[Start of Attachment]

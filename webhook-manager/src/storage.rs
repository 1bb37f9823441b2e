//! Key-value slots backing the registry.
//!
//! Each key holds one complete JSON document. Writes replace the whole
//! document; there is no partial update.

use crate::error::{RegistryError, Result};
use std::collections::HashMap;
use std::path::{Path, PathBuf};

pub trait KeyValueStore: Send + Sync {
    /// Read the document stored under `key`, if any.
    fn get(&self, key: &str) -> Result<Option<String>>;

    /// Replace the document stored under `key`.
    fn set(&mut self, key: &str, value: &str) -> Result<()>;
}

/// Stores each key as `<data_dir>/<key>.json`.
pub struct FileStore {
    data_dir: PathBuf,
}

impl FileStore {
    pub fn new(data_dir: impl Into<PathBuf>) -> Self {
        Self {
            data_dir: data_dir.into(),
        }
    }

    pub fn data_dir(&self) -> &Path {
        &self.data_dir
    }

    fn path_for(&self, key: &str) -> PathBuf {
        self.data_dir.join(format!("{key}.json"))
    }
}

impl KeyValueStore for FileStore {
    fn get(&self, key: &str) -> Result<Option<String>> {
        let path = self.path_for(key);
        if !path.exists() {
            return Ok(None);
        }
        std::fs::read_to_string(&path)
            .map(Some)
            .map_err(|e| RegistryError::Storage(format!("failed to read {}: {e}", path.display())))
    }

    fn set(&mut self, key: &str, value: &str) -> Result<()> {
        std::fs::create_dir_all(&self.data_dir).map_err(|e| {
            RegistryError::Storage(format!(
                "failed to create {}: {e}",
                self.data_dir.display()
            ))
        })?;
        let path = self.path_for(key);
        std::fs::write(&path, value)
            .map_err(|e| RegistryError::Storage(format!("failed to write {}: {e}", path.display())))
    }
}

/// In-process store, used by tests and as a scratch backend.
#[derive(Debug, Default, Clone)]
pub struct MemoryStore {
    slots: HashMap<String, String>,
}

impl MemoryStore {
    pub fn new() -> Self {
        Self::default()
    }
}

impl KeyValueStore for MemoryStore {
    fn get(&self, key: &str) -> Result<Option<String>> {
        Ok(self.slots.get(key).cloned())
    }

    fn set(&mut self, key: &str, value: &str) -> Result<()> {
        self.slots.insert(key.to_string(), value.to_string());
        Ok(())
    }
}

[End of Attachment]

=== Task brief ===
Find the lines above with the word "impl". Copy them out.

=== Written answer ===
impl FileStore {
    pub fn new(data_dir: impl Into<PathBuf>) -> Self {
impl KeyValueStore for FileStore {
impl MemoryStore {
impl KeyValueStore for MemoryStore {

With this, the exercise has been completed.